Of 38 studies that used microbial indicators for diagnosis of infection either solely or combined with clinical indicators, 12 studies used quantitative standards to confirm diagnosis of chronic wound infection, 24 studies used positive culture for the confirmation of wound infection, and three studies used both quantitative and qualitative results to confirm the diagnosis of chronic wounds infection (Tables 7 and 8).
This review literature showed twenty‐two different clinical indicators of infection were used (Table 4) to diagnose chronic wound infection. The highest numbers of clinical indicators used for diagnosis of infection per study were 12 whilst the smallest number was one.
Four studies investigated what criteria were used by clinicians to diagnose chronic wound infection.43, 44, 88, 94 The results indicated that clinicians used unreliable and different sets of criteria to diagnose chronic wound infection.88 For example, where the original set of criteria suggested using 11 clinical signs to diagnose infection, the clinicians only used two or five clinical signs. Lorentzen et al87 agreed that the clinical assessment of infection in chronic wounds was a difficult task, with great variability and a low reliability.
4. SUMMARY OF LITERATURE REVIEW ON INFECTION IN CLUS
Early identification of infection in chronic wounds is critical and many studies have attempted to investigate criteria for infection diagnosis from both clinical and microbiological perspectives. Despite significant advances in chronic wound management, the existing evidence for standardised criteria for identifying chronic wound infection is limited. There is a large volume of published studies investigating interventions for wound infections, yet the identification of infection in CLUs still remains problematic and the diagnostic criteria for infection in CLUs are currently not uniform. The reviewed studies were inconsistent and lacked specificity in terms of wound types, clinical characteristics, and indicators used to diagnose infection. Whilst eleven studies identified clinical signs and symptoms of infection in chronic wounds,8, 32, 36, 44, 47, 48, 49, 50, 51 many were conducted more than 10 years ago32, 46, 50 and were of a low level of evidence.8, 32, 35, 44, 45, 46, 49, 50, 51, 52 This literature review could not find strong evidence to describe the optimal criteria for diagnosis of infection in CLUs.

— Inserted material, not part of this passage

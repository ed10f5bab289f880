pub mod metrics;
mod tracing_init;

pub use tracing_init::*;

All things considered, this review showed seven frequently used clinical indicators that were suggested by international experts and validated by eleven studies of low‐level evidence, to be diagnostic for chronic wound infection. These include: (a) new pain, increasing pain, or altered pain in the ulcer area; (b) malodour; (c) increase in ulcer area; (d) wound breakdown; (e) delayed or non‐healing; (f) erythema; and (g) increase in local temperature (Tables 2, 3, and 4).
With regard to how these clinical signs and symptoms of infection have been applied to diagnose chronic wound infection, this article showed great variation in practice. Even though most experts agreed on using at least two clinical indicators to diagnose chronic wound infection, the diagnostic standards must be validated in larger samples. Importantly, there has been little research focusing on the clinical signs and symptoms of infection in patients with CLUS, including venous, arterial, and mixed leg ulcers. Early identification of infection can play a vital role in effective management of CLUs, enhancing healing, improving patients' quality of life, and reducing the burden on the health care system. This can only be performed if there is precise guidance available for early identification of chronic wound infection, which is specific on the number of indicators required and how they present for a leg ulcer to be diagnosed as infected.53
5. RECOMMENDATIONS
The following are recommendations for clinicians and researchers when assessing clinical signs and symptoms of infection in patients with CLUs:
When assessing patients with CLUs for clinical signs and symptoms of infection clinicians need to focus on the seven clinical indicators. These include: (a) new pain, increasing pain, or altered pain in the ulcer area; (b) malodour; (c) increase in ulcer area; (d) wound breakdown; (e) delayed or non‐healing; (f) erythema; and (g) increase in local temperature.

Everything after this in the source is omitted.